# [Saved entries]
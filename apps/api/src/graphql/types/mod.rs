//! GraphQL type definitions for EdgeCloud
//!
//! Every object here is a resolver: it carries the identifying key of its
//! entity plus the shared resolver creator used to build related objects.

mod edge_cluster;
mod page_info;
mod payloads;
mod tenant;
mod user;

pub use edge_cluster::{EdgeCluster, EdgeClusterTypeConnection, EdgeClusterTypeEdge};
pub use page_info::PageInfo;
pub use payloads::{
    CreateEdgeClusterPayload, CreateTenantPayload, DeleteEdgeClusterPayload, DeleteTenantPayload,
    UpdateEdgeClusterPayload, UpdateTenantPayload,
};
pub use tenant::{Tenant, TenantTypeConnection, TenantTypeEdge};
pub use user::User;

# [Assignment]
Repeat all of the data shown above, exactly as it appears.

# [Output for this task]
filename apps/api/src/graphql/types/mod.rs
//! GraphQL type definitions for EdgeCloud
//!
//! Every object here is a resolver: it carries the identifying key of its
//! entity plus the shared resolver creator used to build related objects.

mod edge_cluster;
mod page_info;
mod payloads;
mod tenant;
mod user;

pub use edge_cluster::{EdgeCluster, EdgeClusterTypeConnection, EdgeClusterTypeEdge};
pub use page_info::PageInfo;
pub use payloads::{
    CreateEdgeClusterPayload, CreateTenantPayload, DeleteEdgeClusterPayload, DeleteTenantPayload,
    UpdateEdgeClusterPayload, UpdateTenantPayload,
};
pub use tenant::{Tenant, TenantTypeConnection, TenantTypeEdge};
pub use user::User;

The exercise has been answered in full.